Editor’s note: Effective July 16, 2018, Schneider has discontinued the pre-work screen for all Van Truckload, Intermodal, Less-Than-Truckload (LTL) and some Dedicated account and First-to-Final-Mile driver hires. This post was originally published Nov. 6, 2017, and the description below still applies for positions not listed above. The reasons for the change include the following equipment upgrades and customer delivery improvements that make driving careers less physical and strenuous:
- Automated transmission trucks
- Air release 5th wheels
- 100% ratchet handles on all Van Truckload trailers
- Easy release trailer tandem handles on all Van Truckload trailers
- Schneider-owned and -maintained Intermodal container chassis
- Additional steps on rear of trailers
- Higher percentage of drop-and-hook freight
- No-touch freight focus
- Streamlined lumper expenses process
A common misconception about a truck driving career is that drivers spend their entire work day sitting behind a steering wheel. Not true! There are many physical tasks that drivers regularly perform on the job.
A pre-work screen allows Schneider to evaluate whether driver candidates have the necessary physical abilities to safely perform the work in their work configuration. It’s important for candidates to know what to expect during a pre-work screen so they can meet these requirements before investing too much time in the profession.

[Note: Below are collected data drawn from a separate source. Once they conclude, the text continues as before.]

//! Core types for Strata
//!
//! This crate defines the foundational types used throughout the system:
//! - TxnId: Caller-supplied transaction handle
//! - LockMode: Shared / exclusive access mode
//! - Error: Error type hierarchy

#![warn(missing_docs)]
#![warn(clippy::all)]

pub mod error;
pub mod types;

pub use error::{Error, Result};
pub use types::{LockMode, TxnId, TxnIdAllocator};
//! What a transaction asks to lock
//!
//! A request names a finite set of resources, or asks for the whole system.
//! Whole-system locking is not implemented and is rejected up front.

use crate::error::{LockError, LockResult};
use std::collections::{BTreeSet, HashSet};

/// Set of resources requested by one acquire call
#[derive(Debug, Clone, PartialEq, Eq)]
pub enum LockScope {
    /// Lock every resource in the system (unsupported)
    Global,
    /// Lock the named resources; order and duplicates are irrelevant.
    /// An empty list only takes an admission slot.
    Resources(Vec<String>),
}

impl LockScope {
    /// Scope over the given resource names
    pub fn resources<I, S>(names: I) -> Self
    where
        I: IntoIterator<Item = S>,
        S: Into<String>,
    {
        LockScope::Resources(names.into_iter().map(Into::into).collect())
    }

    /// Admission-only scope that locks no resources
    pub fn none() -> Self {
        LockScope::Resources(Vec::new())
    }

    /// True for [`LockScope::Global`]
    pub fn is_global(&self) -> bool {
        matches!(self, LockScope::Global)
    }

    /// Resolve to the acquisition order: sorted, duplicates removed.
    ///
    /// Every transaction locks in this one global order, which is what rules
    /// out circular waits between transactions.
    pub fn into_lock_order(self) -> LockResult<Vec<String>> {
        match self {
            LockScope::Global => Err(LockError::UnsupportedGlobalLock),
            LockScope::Resources(mut names) => {
                names.sort_unstable();
                names.dedup();
                Ok(names)
            }
        }
    }
}

impl From<Vec<String>> for LockScope {
    fn from(names: Vec<String>) -> Self {
        LockScope::Resources(names)
    }
}

impl From<Vec<&str>> for LockScope {
    fn from(names: Vec<&str>) -> Self {
        LockScope::resources(names)
    }
}

impl From<&[&str]> for LockScope {
    fn from(names: &[&str]) -> Self {
        LockScope::resources(names.iter().copied())
    }
}

impl<const N: usize> From<[&str; N]> for LockScope {
    fn from(names: [&str; N]) -> Self {
        LockScope::resources(names)
    }
}

impl From<&str> for LockScope {
    fn from(name: &str) -> Self {
        LockScope::Resources(vec![name.to_string()])
    }
}

impl From<BTreeSet<String>> for LockScope {
    fn from(names: BTreeSet<String>) -> Self {
        LockScope::Resources(names.into_iter().collect())
    }
}

impl From<HashSet<String>> for LockScope {
    fn from(names: HashSet<String>) -> Self {
        LockScope::Resources(names.into_iter().collect())
    }
}

#[cfg(test)]
mod tests {
    use super::*;
    use proptest::prelude::*;
    use rand::rngs::StdRng;
    use rand::seq::SliceRandom;
    use rand::SeedableRng;

    #[test]
    fn test_sorted_and_deduplicated() {
        let order = LockScope::from(["b", "a", "b"]).into_lock_order().unwrap();
        assert_eq!(order, vec!["a".to_string(), "b".to_string()]);
    }

    #[test]
    fn test_global_is_unsupported() {
        assert!(LockScope::Global.is_global());
        assert_eq!(
            LockScope::Global.into_lock_order(),
            Err(LockError::UnsupportedGlobalLock)
        );
    }

    #[test]
    fn test_empty_scope_is_admission_only() {
        assert_eq!(LockScope::none().into_lock_order().unwrap(), Vec::<String>::new());
        assert!(!LockScope::none().is_global());
    }

    #[test]
    fn test_conversions() {
        let mut set = HashSet::new();
        set.insert("x".to_string());
        assert_eq!(LockScope::from(set), LockScope::resources(["x"]));
        assert_eq!(LockScope::from("x"), LockScope::resources(vec!["x"]));
        let slice: &[&str] = &["y", "x"];
        assert_eq!(
            LockScope::from(slice).into_lock_order().unwrap(),
            vec!["x".to_string(), "y".to_string()]
        );
    }

    proptest! {
        #[test]
        fn prop_lock_order_independent_of_input_order(
            mut names in proptest::collection::vec("[a-d]{1,2}", 0..12),
            seed in any::<u64>(),
        ) {
            let expected: Vec<String> = names.iter().cloned().collect::<BTreeSet<_>>().into_iter().collect();
            let forward = LockScope::from(names.clone()).into_lock_order().unwrap();

            names.shuffle(&mut StdRng::seed_from_u64(seed));
            let shuffled = LockScope::from(names).into_lock_order().unwrap();

            prop_assert_eq!(&forward, &expected);
            prop_assert_eq!(&shuffled, &expected);
        }
    }
}
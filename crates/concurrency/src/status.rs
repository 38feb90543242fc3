//! Diagnostic view of the lock manager
//!
//! Intended for operational debugging, not as a programming API. The pieces
//! of a [`LockStatus`] are read one after another, so under concurrent
//! activity they need not describe a single instant.

use crate::lock_table::LockSet;
use std::fmt;
use strata_core::TxnId;

/// Holders of one resource lock
#[derive(Debug, Clone, Default, PartialEq, Eq)]
pub struct ResourceHolders {
    /// Exclusive holder, if any
    pub exclusive: Option<TxnId>,
    /// Shared holders, ascending
    pub shared: Vec<TxnId>,
    /// Exclusive requests currently blocked
    pub waiting_writers: usize,
}

impl ResourceHolders {
    /// True if nobody holds the lock
    pub fn is_free(&self) -> bool {
        self.exclusive.is_none() && self.shared.is_empty()
    }
}

impl fmt::Display for ResourceHolders {
    fn fmt(&self, f: &mut fmt::Formatter<'_>) -> fmt::Result {
        match (self.exclusive, self.shared.is_empty()) {
            (Some(txn), _) => write!(f, "exclusive [{}]", txn)?,
            (None, false) => write!(f, "shared [{}]", join(&self.shared))?,
            (None, true) => write!(f, "free")?,
        }
        if self.waiting_writers > 0 {
            write!(f, ", {} writer(s) waiting", self.waiting_writers)?;
        }
        Ok(())
    }
}

/// Snapshot of queue, counters and holdings
///
/// `active` exceeds `limit` only right after the cap was lowered at runtime.
/// Admitted transactions are never evicted, so the excess is reported as
/// `draining` until enough of them release.
#[derive(Debug, Clone)]
pub struct LockStatus {
    /// Transactions past admission
    pub active: usize,
    /// Configured concurrency cap
    pub limit: usize,
    /// Admitted transactions above the current cap
    pub draining: usize,
    /// Waiting transactions, head first
    pub queued: Vec<TxnId>,
    /// Every known resource with its holders, sorted by name
    pub resources: Vec<(String, ResourceHolders)>,
    /// Every transaction with a lock set, sorted by id
    pub transactions: Vec<(TxnId, LockSet)>,
}

impl fmt::Display for LockStatus {
    fn fmt(&self, f: &mut fmt::Formatter<'_>) -> fmt::Result {
        const IND: &str = "| ";
        writeln!(f, "Locking")?;
        write!(
            f,
            "{}Transactions running: {} (limit {}",
            IND, self.active, self.limit
        )?;
        if self.draining > 0 {
            write!(f, ", {} draining", self.draining)?;
        }
        writeln!(f, ")")?;
        writeln!(f, "{}Transaction queue: [{}]", IND, join(&self.queued))?;
        writeln!(f, "{}Held locks by object:", IND)?;
        for (name, holders) in &self.resources {
            writeln!(f, "{}{}{} -> {}", IND, IND, name, holders)?;
        }
        writeln!(f, "{}Held locks by transaction:", IND)?;
        for (txn, set) in &self.transactions {
            writeln!(
                f,
                "{}{}{} -> {} {} [{}]",
                IND,
                IND,
                txn,
                set.phase,
                set.mode,
                set.resources.join(", ")
            )?;
        }
        Ok(())
    }
}

fn join(txns: &[TxnId]) -> String {
    txns.iter()
        .map(|t| t.to_string())
        .collect::<Vec<_>>()
        .join(", ")
}

#[cfg(test)]
mod tests {
    use super::*;
    use crate::lock_table::TxnPhase;
    use strata_core::LockMode;

    #[test]
    fn test_holders_display() {
        let free = ResourceHolders::default();
        assert!(free.is_free());
        assert_eq!(free.to_string(), "free");

        let shared = ResourceHolders {
            exclusive: None,
            shared: vec![TxnId::new(1), TxnId::new(2)],
            waiting_writers: 1,
        };
        assert_eq!(shared.to_string(), "shared [txn-1, txn-2], 1 writer(s) waiting");
    }

    #[test]
    fn test_status_dump_lists_everything() {
        let status = LockStatus {
            active: 1,
            limit: 4,
            draining: 0,
            queued: vec![TxnId::new(7)],
            resources: vec![(
                "db1".to_string(),
                ResourceHolders {
                    exclusive: Some(TxnId::new(5)),
                    shared: vec![],
                    waiting_writers: 0,
                },
            )],
            transactions: vec![(
                TxnId::new(5),
                LockSet {
                    resources: vec!["db1".to_string()],
                    mode: LockMode::Exclusive,
                    phase: TxnPhase::Locked,
                },
            )],
        };

        let dump = status.to_string();
        assert!(dump.contains("Transactions running: 1 (limit 4)"));
        assert!(dump.contains("Transaction queue: [txn-7]"));
        assert!(dump.contains("db1 -> exclusive [txn-5]"));
        assert!(dump.contains("txn-5 -> locked exclusive [db1]"));
    }
}
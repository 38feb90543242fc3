//! Lock manager configuration
//!
//! The surrounding engine supplies a single knob, the maximum number of
//! parallel transactions, read from TOML text or a standalone file.

use serde::{Deserialize, Serialize};
use std::path::Path;
use strata_core::{Error, Result};

/// Default number of transactions admitted at once
pub const DEFAULT_PARALLEL: usize = 8;

/// Configuration for [`LockManager`](crate::LockManager).
///
/// # Example
///
/// ```toml
/// # Maximum number of transactions past admission at once (minimum 1)
/// parallel = 8
/// ```
#[derive(Debug, Clone, PartialEq, Eq, Serialize, Deserialize)]
pub struct LockingConfig {
    /// Maximum parallel transactions; values below 1 are treated as 1.
    #[serde(default = "default_parallel")]
    pub parallel: usize,
}

fn default_parallel() -> usize {
    DEFAULT_PARALLEL
}

impl Default for LockingConfig {
    fn default() -> Self {
        Self {
            parallel: default_parallel(),
        }
    }
}

impl LockingConfig {
    /// Config admitting `parallel` transactions at once
    pub fn with_parallel(parallel: usize) -> Self {
        Self { parallel }
    }

    /// The limit actually enforced
    pub fn effective_parallel(&self) -> usize {
        self.parallel.max(1)
    }

    /// Returns the default config file content with comments.
    pub fn default_toml() -> &'static str {
        r#"# Strata locking configuration
#
# Maximum number of transactions allowed past admission at once.
# Further transactions wait in arrival order. Values below 1 mean 1.
parallel = 8
"#
    }

    /// Parse config from TOML text.
    ///
    /// # Errors
    ///
    /// Returns an error if the text is not valid TOML for this struct.
    pub fn from_toml_str(content: &str) -> Result<Self> {
        toml::from_str(content)
            .map_err(|e| Error::config(format!("Failed to parse locking config: {}", e)))
    }

    /// Read and parse config from a file path.
    ///
    /// # Errors
    ///
    /// Returns an error if the file cannot be read or parsed.
    pub fn from_file(path: &Path) -> Result<Self> {
        let content = std::fs::read_to_string(path)?;
        toml::from_str(&content).map_err(|e| {
            Error::config(format!(
                "Failed to parse locking config '{}': {}",
                path.display(),
                e
            ))
        })
    }
}
//! Per-resource reader/writer lock
//!
//! A `ResourceLock` admits many shared holders or one exclusive holder. It
//! records *which* transactions hold it, so release can verify that the
//! releasing transaction really is a holder with a hold count of exactly one.
//!
//! Holder identity is a [`TxnId`], never a thread: a lock taken on one thread
//! may be released from another.
//!
//! ## Fairness
//!
//! Writers are preferred: once a writer is waiting, new shared requests wait
//! behind it. Beyond that, the order in which blocked transactions obtain the
//! lock is whatever order the condvar wakes them in.

use crate::error::{LockError, LockResult};
use crate::status::ResourceHolders;
use parking_lot::{Condvar, Mutex, MutexGuard};
use std::collections::BTreeMap;
use std::time::Instant;
use strata_core::{LockMode, TxnId};
use tracing::trace;

#[derive(Debug, Default)]
struct HoldState {
    writer: Option<TxnId>,
    readers: BTreeMap<TxnId, u32>,
    waiting_writers: usize,
}

impl HoldState {
    fn admits_reader(&self) -> bool {
        self.writer.is_none() && self.waiting_writers == 0
    }

    fn admits_writer(&self) -> bool {
        self.writer.is_none() && self.readers.is_empty()
    }
}

/// Reader/writer lock for one named resource
#[derive(Debug)]
pub struct ResourceLock {
    name: String,
    state: Mutex<HoldState>,
    changed: Condvar,
}

impl ResourceLock {
    /// Create an unheld lock for `name`
    pub fn new(name: impl Into<String>) -> Self {
        Self {
            name: name.into(),
            state: Mutex::new(HoldState::default()),
            changed: Condvar::new(),
        }
    }

    /// Name of the resource this lock guards
    pub fn name(&self) -> &str {
        &self.name
    }

    /// Block until `txn` holds the lock in `mode`.
    pub fn acquire(&self, txn: TxnId, mode: LockMode) {
        // Without a deadline the wait cannot fail.
        let _ = self.acquire_until(txn, mode, None);
    }

    /// Acquire in `mode`, giving up at `deadline`.
    ///
    /// Returns `false` if the deadline passed first; in that case nothing is
    /// held and any readers queued behind this request are woken.
    pub fn acquire_until(&self, txn: TxnId, mode: LockMode, deadline: Option<Instant>) -> bool {
        let mut state = self.state.lock();
        match mode {
            LockMode::Shared => {
                while !state.admits_reader() {
                    if !self.wait(&mut state, deadline) && !state.admits_reader() {
                        return false;
                    }
                }
                *state.readers.entry(txn).or_insert(0) += 1;
            }
            LockMode::Exclusive => {
                state.waiting_writers += 1;
                while !state.admits_writer() {
                    if !self.wait(&mut state, deadline) && !state.admits_writer() {
                        state.waiting_writers -= 1;
                        drop(state);
                        self.changed.notify_all();
                        return false;
                    }
                }
                state.waiting_writers -= 1;
                state.writer = Some(txn);
            }
        }
        trace!(resource = %self.name, %txn, %mode, "resource lock granted");
        true
    }

    fn wait(&self, state: &mut MutexGuard<'_, HoldState>, deadline: Option<Instant>) -> bool {
        match deadline {
            None => {
                self.changed.wait(state);
                true
            }
            Some(deadline) => !self.changed.wait_until(state, deadline).timed_out(),
        }
    }

    /// Release a hold taken by `txn` in `mode`.
    ///
    /// Fails with [`LockError::HoldInvariant`] if `txn` is not a holder in
    /// that mode, or holds it more than once.
    pub fn release(&self, txn: TxnId, mode: LockMode) -> LockResult<()> {
        let mut state = self.state.lock();
        match mode {
            LockMode::Exclusive => match state.writer {
                Some(holder) if holder == txn => state.writer = None,
                Some(holder) => {
                    return Err(self.invariant(txn, format!("exclusive lock held by {}", holder)))
                }
                None => return Err(self.invariant(txn, "exclusive lock not held".to_string())),
            },
            LockMode::Shared => match state.readers.get(&txn).copied() {
                Some(1) => {
                    state.readers.remove(&txn);
                }
                Some(count) => {
                    return Err(self.invariant(txn, format!("unexpected shared hold count {}", count)))
                }
                None => return Err(self.invariant(txn, "shared lock not held".to_string())),
            },
        }
        drop(state);
        self.changed.notify_all();
        trace!(resource = %self.name, %txn, %mode, "resource lock released");
        Ok(())
    }

    fn invariant(&self, txn: TxnId, detail: String) -> LockError {
        LockError::HoldInvariant {
            txn,
            resource: self.name.clone(),
            detail,
        }
    }

    /// Snapshot of the current holders
    pub fn holders(&self) -> ResourceHolders {
        let state = self.state.lock();
        ResourceHolders {
            exclusive: state.writer,
            shared: state.readers.keys().copied().collect(),
            waiting_writers: state.waiting_writers,
        }
    }
}

#[cfg(test)]
mod tests {
    use super::*;
    use std::sync::atomic::{AtomicBool, Ordering};
    use std::sync::Arc;
    use std::thread;
    use std::time::Duration;

    fn t(n: u64) -> TxnId {
        TxnId::new(n)
    }

    #[test]
    fn test_shared_holders_coexist() {
        let lock = ResourceLock::new("db");
        lock.acquire(t(1), LockMode::Shared);
        lock.acquire(t(2), LockMode::Shared);

        let holders = lock.holders();
        assert_eq!(holders.shared, vec![t(1), t(2)]);
        assert_eq!(holders.exclusive, None);

        lock.release(t(1), LockMode::Shared).unwrap();
        lock.release(t(2), LockMode::Shared).unwrap();
        assert!(lock.holders().is_free());
    }

    #[test]
    fn test_exclusive_times_out_behind_shared() {
        let lock = ResourceLock::new("db");
        lock.acquire(t(1), LockMode::Shared);

        let deadline = Instant::now() + Duration::from_millis(20);
        assert!(!lock.acquire_until(t(2), LockMode::Exclusive, Some(deadline)));
        assert_eq!(lock.holders().waiting_writers, 0);
        assert_eq!(lock.holders().exclusive, None);
    }

    #[test]
    fn test_shared_times_out_behind_exclusive() {
        let lock = ResourceLock::new("db");
        lock.acquire(t(1), LockMode::Exclusive);

        let deadline = Instant::now() + Duration::from_millis(20);
        assert!(!lock.acquire_until(t(2), LockMode::Shared, Some(deadline)));
        assert!(lock.holders().shared.is_empty());
    }

    #[test]
    fn test_release_by_non_holder_is_invariant_error() {
        let lock = ResourceLock::new("db");
        lock.acquire(t(1), LockMode::Exclusive);

        let err = lock.release(t(2), LockMode::Exclusive).unwrap_err();
        assert!(matches!(err, LockError::HoldInvariant { ref resource, .. } if resource == "db"));

        let err = lock.release(t(1), LockMode::Shared).unwrap_err();
        assert!(err.to_string().contains("shared lock not held"));

        lock.release(t(1), LockMode::Exclusive).unwrap();
        assert!(lock.release(t(1), LockMode::Exclusive).is_err());
    }

    #[test]
    fn test_double_shared_hold_is_rejected_on_release() {
        let lock = ResourceLock::new("db");
        lock.acquire(t(1), LockMode::Shared);
        lock.acquire(t(1), LockMode::Shared);

        let err = lock.release(t(1), LockMode::Shared).unwrap_err();
        assert!(err.to_string().contains("unexpected shared hold count 2"));
    }

    #[test]
    fn test_release_from_other_thread_wakes_writer() {
        let lock = Arc::new(ResourceLock::new("db"));
        lock.acquire(t(1), LockMode::Shared);

        let granted = Arc::new(AtomicBool::new(false));
        let writer = {
            let lock = Arc::clone(&lock);
            let granted = Arc::clone(&granted);
            thread::spawn(move || {
                lock.acquire(t(2), LockMode::Exclusive);
                granted.store(true, Ordering::SeqCst);
            })
        };

        thread::sleep(Duration::from_millis(30));
        assert!(!granted.load(Ordering::SeqCst));

        let releaser = {
            let lock = Arc::clone(&lock);
            thread::spawn(move || lock.release(t(1), LockMode::Shared).unwrap())
        };
        releaser.join().unwrap();
        writer.join().unwrap();

        assert!(granted.load(Ordering::SeqCst));
        assert_eq!(lock.holders().exclusive, Some(t(2)));
    }

    #[test]
    fn test_waiting_writer_blocks_new_readers() {
        let lock = Arc::new(ResourceLock::new("db"));
        lock.acquire(t(1), LockMode::Shared);

        let writer = {
            let lock = Arc::clone(&lock);
            thread::spawn(move || lock.acquire(t(2), LockMode::Exclusive))
        };
        while lock.holders().waiting_writers == 0 {
            thread::sleep(Duration::from_millis(1));
        }

        let deadline = Instant::now() + Duration::from_millis(20);
        assert!(!lock.acquire_until(t(3), LockMode::Shared, Some(deadline)));

        lock.release(t(1), LockMode::Shared).unwrap();
        writer.join().unwrap();
        assert_eq!(lock.holders().exclusive, Some(t(2)));
    }
}
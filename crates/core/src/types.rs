//! Core types for Strata locking
//!
//! This module defines the foundational types:
//! - TxnId: Opaque handle identifying one transaction
//! - TxnIdAllocator: Monotonic source of fresh TxnIds
//! - LockMode: Shared (read) vs exclusive (write) access

use serde::{Deserialize, Serialize};
use std::fmt;
use std::sync::atomic::{AtomicU64, Ordering};

/// Opaque identifier for a transaction
///
/// A TxnId is supplied by the caller and is the key under which the lock
/// manager records what a transaction holds. It is not tied to thread
/// identity, so a transaction may acquire on one thread and release on
/// another, or be driven by a cooperative task.
#[derive(Debug, Clone, Copy, PartialEq, Eq, PartialOrd, Ord, Hash, Serialize, Deserialize)]
pub struct TxnId(u64);

impl TxnId {
    /// Create a TxnId from a raw value
    pub const fn new(raw: u64) -> Self {
        Self(raw)
    }

    /// Get the raw value of this TxnId
    pub const fn as_u64(&self) -> u64 {
        self.0
    }
}

impl From<u64> for TxnId {
    fn from(raw: u64) -> Self {
        Self(raw)
    }
}

impl fmt::Display for TxnId {
    fn fmt(&self, f: &mut fmt::Formatter<'_>) -> fmt::Result {
        write!(f, "txn-{}", self.0)
    }
}

/// Hands out unique, increasing TxnIds
///
/// Callers that already have their own transaction identity do not need this.
#[derive(Debug, Default)]
pub struct TxnIdAllocator {
    next: AtomicU64,
}

impl TxnIdAllocator {
    /// Create an allocator whose first id is `txn-1`
    pub fn new() -> Self {
        Self {
            next: AtomicU64::new(1),
        }
    }

    /// Allocate the next TxnId
    pub fn next_id(&self) -> TxnId {
        TxnId(self.next.fetch_add(1, Ordering::Relaxed))
    }
}

/// Access mode for a locked resource
///
/// A transaction uses one mode for its whole lock set; there are no
/// mixed-mode sets.
#[derive(Debug, Clone, Copy, PartialEq, Eq, Hash, Serialize, Deserialize)]
pub enum LockMode {
    /// Concurrent, non-conflicting read access
    Shared,
    /// Exclusive write access
    Exclusive,
}

impl LockMode {
    /// Map the transaction's `updating` flag to a mode
    pub fn from_updating(updating: bool) -> Self {
        if updating {
            LockMode::Exclusive
        } else {
            LockMode::Shared
        }
    }
}

impl fmt::Display for LockMode {
    fn fmt(&self, f: &mut fmt::Formatter<'_>) -> fmt::Result {
        match self {
            LockMode::Shared => write!(f, "shared"),
            LockMode::Exclusive => write!(f, "exclusive"),
        }
    }
}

Physical tests are conducted at work stations that simulate conditions a driver is likely to encounter while on the road. These tests include:
Step Test – The step test mimics a variety of driver tasks, like repetitive clutching, unloading freight and walking around a truck stop. It includes stepping up and down on a 12-inch-high box for one minute.
Squat Test – This test involves 10 squatting repetitions, replicating movement necessary during pre-trip inspections and getting on and off the cab.
Front Carry – This test requires driver candidates to carry 30-pound and 60-pound loads for 30 feet because drivers occasionally may need to unload trucks by hand. Some dedicated accounts require trucks to be unloaded by hand. If that’s the case, your recruiter would let you know.
Floor to Head Lift – This test ensures that driver candidates can lift their gear into the truck cab and involves lifting 30 pounds of gear over one’s head.
Crouch Test – The crouch test involves two repetitions of crouching under a 40-inch base plate for 20 seconds and confirms driver candidates can complete pre-trip and post-trip safety checks.
Step/Step, Kneel/Kneel – This test simulates the actions needed to safely climb up into and down out of the cab.
Horizontal Pull Test – This test involves pulling a horizontal bar connected to a 100-pound load. It imitates the actions of raising and lowering trailer landing gear, opening and closing trailer doors and sliding the tandem.